I am making a conscious choice to change the language I am using- I will refer to the samples collected during the course of the encounter (medical forensic exam) with the patient who has experienced sexual assault as just that- samples (or sometimes specimens perhaps), but my plan is to no longer use the word “evidence”.  Perhaps this will start a new dialog- one that can bring up back to the healthcare as the primary focus of the exam- not the legal system.

[1]  National Center for Policy Analysis, Crime and Punishment in America, 1999.

[2] FBI, Uniform Crime Reports: 2006-2010

4 replies on “The Language We Use”

I am thrilled that this topic is being discussed! I concur that the choicw of words is citaly important to conveying our true intent and purpose. I have been utilizing the term “specimen collection” in my teaching and writing for more than 5 years now.i am pleased to say I have seen a small but perceptible shift among our team members in how they discuss the role and responsibilities of the nurse examiner. There is a clear recognition that the exam is not about “evidence collection”, with a much welcomed increased emphasis on the “nurse” aspect of the role. More importantly, I am now refularly witnessing examiners articulating and clarifying the nursing foundation when giving testimony about the exams they conduct… Now is the time to get the language in our policies and protocols revised!

Interesting discussion. I agree that we should be focusing on our role as nurses caring for patients who have experienced sexual assault. Is the patient coming to the SANE just for nursing assessment and care? Are they not also asking for evidence collection because this is not something that can be confortably done at the police station. Although some patients choose not to engage with law enforcement, they often still want evidence collection in case they change their minds. The evidence or samples are sent to the forensic lab and are no longer the property of the patient or the health care facility. The kit follows a chain of custody and is “taken into evidence.”
I agree that we have to be careful when we speak about evidence and that the use of “sample” may be more appropriate because we don’t know if the sample has any evidentiary value until it is analysed.
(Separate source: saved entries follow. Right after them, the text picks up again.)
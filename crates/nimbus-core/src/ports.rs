//! Port traits (hexagonal architecture).
//!
//! These traits define the interfaces between the publish orchestrator and
//! external adapters.

use crate::Result;
use crate::asset::PutObject;
use async_trait::async_trait;
use std::fmt;

/// Remote object storage.
#[async_trait]
pub trait ObjectStore: Send + Sync {
    /// Write an object, overwriting any previous version.
    async fn put(&self, object: PutObject) -> Result<()>;

    /// Public URL of an object. Must be deterministic and perform no I/O.
    fn public_url(&self, bucket: &str, key: &str) -> String;

    /// Store name for logging.
    fn name(&self) -> &str;
}

/// Advisory, non-blocking mutual exclusion keyed by name.
pub trait LockProvider: Send + Sync {
    /// Try to take the lock once.
    ///
    /// `Ok(None)` means another holder has it; that is expected control flow,
    /// not an error.
    fn try_acquire(&self, name: &str) -> Result<Option<LockToken>>;
}

type ReleaseFn = Box<dyn FnOnce() + Send + Sync>;

/// Held lock. Released by [`LockToken::release`] or on drop.
pub struct LockToken {
    name: String,
    release: Option<ReleaseFn>,
}

impl LockToken {
    /// Create a token that runs `release` exactly once.
    pub fn new(name: impl Into<String>, release: impl FnOnce() + Send + Sync + 'static) -> Self {
        Self {
            name: name.into(),
            release: Some(Box::new(release)),
        }
    }

    pub fn name(&self) -> &str {
        &self.name
    }

    pub fn is_held(&self) -> bool {
        self.release.is_some()
    }

    /// Release the lock. Calling this more than once is a no-op.
    pub fn release(&mut self) {
        if let Some(release) = self.release.take() {
            release();
        }
    }
}

impl Drop for LockToken {
    fn drop(&mut self) {
        self.release();
    }
}

impl fmt::Debug for LockToken {
    fn fmt(&self, f: &mut fmt::Formatter<'_>) -> fmt::Result {
        f.debug_struct("LockToken")
            .field("name", &self.name)
            .field("held", &self.is_held())
            .finish()
    }
}
//! Content-type detection from magic bytes.

const OCTET_STREAM: &str = "application/octet-stream";

/// Detect an image content type from the file's signature, not its name.
pub fn sniff_content_type(bytes: &[u8]) -> &'static str {
    if bytes.starts_with(&[0x89, b'P', b'N', b'G', 0x0D, 0x0A, 0x1A, 0x0A]) {
        return "image/png";
    }
    if bytes.starts_with(&[0xFF, 0xD8, 0xFF]) {
        return "image/jpeg";
    }
    if bytes.starts_with(b"GIF87a") || bytes.starts_with(b"GIF89a") {
        return "image/gif";
    }
    if bytes.len() >= 12 && &bytes[..4] == b"RIFF" && &bytes[8..12] == b"WEBP" {
        return "image/webp";
    }
    if bytes.len() >= 12 && &bytes[4..8] == b"ftyp" {
        match &bytes[8..12] {
            b"avif" | b"avis" => return "image/avif",
            b"heic" | b"heix" | b"mif1" => return "image/heic",
            _ => {}
        }
    }
    if bytes.starts_with(b"BM") && bytes.len() >= 14 {
        return "image/bmp";
    }
    if bytes.starts_with(&[0x00, 0x00, 0x01, 0x00]) {
        return "image/x-icon";
    }
    if looks_like_svg(bytes) {
        return "image/svg+xml";
    }
    OCTET_STREAM
}

fn looks_like_svg(bytes: &[u8]) -> bool {
    let head = &bytes[..bytes.len().min(1024)];
    let Ok(text) = std::str::from_utf8(head) else {
        return false;
    };
    let text = text.trim_start_matches('\u{feff}').trim_start();
    (text.starts_with("<?xml") || text.starts_with("<svg") || text.starts_with("<!--"))
        && text.contains("<svg")
}
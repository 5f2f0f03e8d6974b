//! Distributor configuration.
//!
//! [`DistributorSettings`] is the loosely typed shape read from files and the
//! environment. [`DistributorConfig::from_settings`] validates it once into an
//! immutable config; every later component trusts the result.

use crate::{Error, Result};
use serde::{Deserialize, Serialize};
use std::fmt;
use std::path::{Path, PathBuf};
use std::time::Duration;

/// Raw distributor settings.
#[derive(Debug, Clone, Serialize, Deserialize)]
pub struct DistributorSettings {
    /// Remote bucket name (required).
    pub bucket: Option<String>,
    /// Bucket region (required).
    pub region: Option<String>,
    /// Public origin URLs are built on, e.g. `https://cdn.example.com`.
    pub domain: Option<String>,
    /// Prefix under which every object is stored.
    #[serde(default = "default_base_path")]
    pub base_path: String,
    /// Location of the persisted cache index.
    #[serde(default = "default_snapshot_path")]
    pub snapshot_path: PathBuf,
    /// Directory holding advisory lock files.
    #[serde(default = "default_lock_dir")]
    pub lock_dir: PathBuf,
    #[serde(default)]
    pub lock: LockSettings,
    #[serde(default)]
    pub on_corrupt_index: CorruptIndexPolicy,
    /// `Cache-Control` header attached to uploaded objects.
    pub cache_control: Option<String>,
    /// S3-compatible endpoint; enables path-style addressing.
    pub endpoint: Option<String>,
    pub access_key_id: Option<String>,
    pub secret_access_key: Option<String>,
    pub session_token: Option<String>,
}

fn default_base_path() -> String {
    "/".to_string()
}

fn default_snapshot_path() -> PathBuf {
    PathBuf::from("cache/cdn-index.json")
}

fn default_lock_dir() -> PathBuf {
    PathBuf::from("cache/locks")
}

impl Default for DistributorSettings {
    fn default() -> Self {
        Self {
            bucket: None,
            region: None,
            domain: None,
            base_path: default_base_path(),
            snapshot_path: default_snapshot_path(),
            lock_dir: default_lock_dir(),
            lock: LockSettings::default(),
            on_corrupt_index: CorruptIndexPolicy::default(),
            cache_control: None,
            endpoint: None,
            access_key_id: None,
            secret_access_key: None,
            session_token: None,
        }
    }
}

impl DistributorSettings {
    /// Settings with the two required fields filled in.
    pub fn new(bucket: impl Into<String>, region: impl Into<String>) -> Self {
        Self {
            bucket: Some(bucket.into()),
            region: Some(region.into()),
            ..Default::default()
        }
    }

    pub fn with_domain(mut self, domain: impl Into<String>) -> Self {
        self.domain = Some(domain.into());
        self
    }

    pub fn with_base_path(mut self, base_path: impl Into<String>) -> Self {
        self.base_path = base_path.into();
        self
    }

    /// Place the snapshot and lock directory under `dir`.
    pub fn with_state_dir(mut self, dir: &Path) -> Self {
        self.snapshot_path = dir.join("cdn-index.json");
        self.lock_dir = dir.join("locks");
        self
    }

    pub fn with_corrupt_index_policy(mut self, policy: CorruptIndexPolicy) -> Self {
        self.on_corrupt_index = policy;
        self
    }

    pub fn with_lock(mut self, lock: LockSettings) -> Self {
        self.lock = lock;
        self
    }
}

/// Lock acquisition tuning.
#[derive(Debug, Clone, Copy, PartialEq, Eq, Serialize, Deserialize)]
pub struct LockSettings {
    /// Acquisition attempts before deferring to the holder.
    #[serde(default = "default_attempts")]
    pub attempts: u32,
    #[serde(default = "default_retry_interval_ms")]
    pub retry_interval_ms: u64,
    /// Age after which a held lock is considered abandoned.
    #[serde(default = "default_stale_after_secs")]
    pub stale_after_secs: u64,
}

fn default_attempts() -> u32 {
    1
}

fn default_retry_interval_ms() -> u64 {
    250
}

fn default_stale_after_secs() -> u64 {
    300
}

impl Default for LockSettings {
    fn default() -> Self {
        Self {
            attempts: default_attempts(),
            retry_interval_ms: default_retry_interval_ms(),
            stale_after_secs: default_stale_after_secs(),
        }
    }
}

/// What to do when the snapshot exists but cannot be parsed.
#[derive(Debug, Clone, Copy, Default, PartialEq, Eq, Serialize, Deserialize)]
#[serde(rename_all = "lowercase")]
pub enum CorruptIndexPolicy {
    /// Surface `Error::CorruptIndex` to the caller.
    #[default]
    Fail,
    /// Log and start from an empty index.
    Reset,
}

/// Static credentials passed through to the object store client.
#[derive(Clone, PartialEq, Eq)]
pub struct StaticCredentials {
    pub access_key_id: String,
    pub secret_access_key: String,
    pub session_token: Option<String>,
}

impl fmt::Debug for StaticCredentials {
    fn fmt(&self, f: &mut fmt::Formatter<'_>) -> fmt::Result {
        f.debug_struct("StaticCredentials")
            .field("access_key_id", &self.access_key_id)
            .field("secret_access_key", &"<redacted>")
            .finish()
    }
}

/// Validated lock tuning.
#[derive(Debug, Clone, Copy, PartialEq, Eq)]
pub struct LockPolicy {
    pub attempts: u32,
    pub retry_interval: Duration,
    pub stale_after: Duration,
}

/// Validated, immutable distributor configuration.
#[derive(Debug, Clone)]
pub struct DistributorConfig {
    bucket: String,
    region: String,
    domain: Option<String>,
    base_path: String,
    snapshot_path: PathBuf,
    lock_dir: PathBuf,
    lock: LockPolicy,
    on_corrupt_index: CorruptIndexPolicy,
    cache_control: Option<String>,
    endpoint: Option<String>,
    credentials: Option<StaticCredentials>,
}

impl DistributorConfig {
    /// Validate settings. Missing required fields are fatal.
    pub fn from_settings(settings: DistributorSettings) -> Result<Self> {
        let bucket = required(settings.bucket, "bucket")?;
        let region = required(settings.region, "region")?;

        let domain = settings
            .domain
            .filter(|d| !d.trim().is_empty())
            .map(|d| parse_origin(&d, "domain"))
            .transpose()?;
        let endpoint = settings
            .endpoint
            .filter(|e| !e.trim().is_empty())
            .map(|e| parse_origin(&e, "endpoint"))
            .transpose()?;

        if settings.lock.attempts == 0 {
            return Err(Error::Configuration(
                "'lock.attempts' must be at least 1".into(),
            ));
        }
        if settings.lock.stale_after_secs == 0 {
            return Err(Error::Configuration(
                "'lock.stale_after_secs' must be at least 1".into(),
            ));
        }

        let credentials = match (settings.access_key_id, settings.secret_access_key) {
            (Some(access_key_id), Some(secret_access_key)) => Some(StaticCredentials {
                access_key_id,
                secret_access_key,
                session_token: settings.session_token,
            }),
            (None, None) => None,
            _ => {
                return Err(Error::Configuration(
                    "'access_key_id' and 'secret_access_key' must be set together".into(),
                ));
            }
        };

        Ok(Self {
            bucket,
            region,
            domain,
            base_path: normalize_base_path(&settings.base_path),
            snapshot_path: settings.snapshot_path,
            lock_dir: settings.lock_dir,
            lock: LockPolicy {
                attempts: settings.lock.attempts,
                retry_interval: Duration::from_millis(settings.lock.retry_interval_ms),
                stale_after: Duration::from_secs(settings.lock.stale_after_secs),
            },
            on_corrupt_index: settings.on_corrupt_index,
            cache_control: settings.cache_control.filter(|c| !c.trim().is_empty()),
            endpoint,
            credentials,
        })
    }

    pub fn bucket(&self) -> &str {
        &self.bucket
    }

    pub fn region(&self) -> &str {
        &self.region
    }

    /// Public origin without a trailing slash.
    pub fn domain(&self) -> Option<&str> {
        self.domain.as_deref()
    }

    /// Normalized prefix: empty, or segments ending in `/` with no leading `/`.
    pub fn base_path(&self) -> &str {
        &self.base_path
    }

    pub fn snapshot_path(&self) -> &Path {
        &self.snapshot_path
    }

    pub fn lock_dir(&self) -> &Path {
        &self.lock_dir
    }

    pub fn lock(&self) -> LockPolicy {
        self.lock
    }

    pub fn on_corrupt_index(&self) -> CorruptIndexPolicy {
        self.on_corrupt_index
    }

    pub fn cache_control(&self) -> Option<&str> {
        self.cache_control.as_deref()
    }

    /// Custom endpoint without a trailing slash.
    pub fn endpoint(&self) -> Option<&str> {
        self.endpoint.as_deref()
    }

    pub fn credentials(&self) -> Option<&StaticCredentials> {
        self.credentials.as_ref()
    }
}

impl TryFrom<DistributorSettings> for DistributorConfig {
    type Error = Error;

    fn try_from(settings: DistributorSettings) -> Result<Self> {
        Self::from_settings(settings)
    }
}

fn required(value: Option<String>, field: &str) -> Result<String> {
    match value.map(|v| v.trim().to_string()) {
        Some(v) if !v.is_empty() => Ok(v),
        _ => Err(Error::Configuration(format!(
            "'{}' field was not defined in config",
            field
        ))),
    }
}

fn parse_origin(raw: &str, field: &str) -> Result<String> {
    let trimmed = raw.trim();
    let parsed = url::Url::parse(trimmed)
        .map_err(|e| Error::Configuration(format!("'{}' is not a valid URL: {}", field, e)))?;
    match parsed.scheme() {
        "http" | "https" => {}
        other => {
            return Err(Error::Configuration(format!(
                "'{}' must use http or https, got {}",
                field, other
            )));
        }
    }
    if parsed.host_str().is_none() {
        return Err(Error::Configuration(format!("'{}' has no host", field)));
    }
    Ok(trimmed.trim_end_matches('/').to_string())
}

fn normalize_base_path(raw: &str) -> String {
    let segments: Vec<&str> = raw.split('/').filter(|s| !s.is_empty()).collect();
    if segments.is_empty() {
        String::new()
    } else {
        format!("{}/", segments.join("/"))
    }
}
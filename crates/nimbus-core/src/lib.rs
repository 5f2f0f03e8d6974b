//! Nimbus Core
//!
//! Core domain types, traits, and error handling for Nimbus.
//! This crate has minimal dependencies and defines the shared vocabulary
//! used by the cache and the CLI.

pub mod asset;
pub mod config;
pub mod error;
pub mod ports;

pub use asset::{AssetType, Content, Publication, PublishOutcome, PutObject, Visibility};
pub use config::{
    CorruptIndexPolicy, DistributorConfig, DistributorSettings, LockPolicy, LockSettings,
    StaticCredentials,
};
pub use error::{Error, Result};
pub use ports::{LockProvider, LockToken, ObjectStore};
I second Kim’s suggestion that we may be setting expections that the samples will be “evidence.”
If we go further with this separation between nursing and forensic evidence collection, would it be conceivable that a trained technician would collect the specimens while the SANE does the nursing care. Then, if the SANE does the nursing care, and it is based on all the nursing principles that we apply to all our patients–MIs, abdominal pain, lacerations–do we need the specialty of SANE?


I certainly hear what you’re saying and very much appreciate you sharing your thoughts. The way I have always talked about the kit collection is that it’s done by me as a convenience to the patient. Yes, an evidence tech could do much of the sample collection, but why put a patient through 2 separate encounters when I have the education and experience to be able to conduct my assessment AND complete the kit for those patients who want it done. I can integrate both into a single episode of care. And in regards to whether the specialty of SANE is needed, I don’t think this changes that–the specialty is not based on our ability to complete the kit effectively, but on our ability to provide a holistic encounter that addresses all of the needs of the sexual assault patient, including both the short-and long-term healthcare implications of sexual violence; effective narrative and photodocumentation, and for those cases that go forward to trial, expert testimony.

I look forward to continued conversation about this with you and other FHO readers. Thanks again for sharing.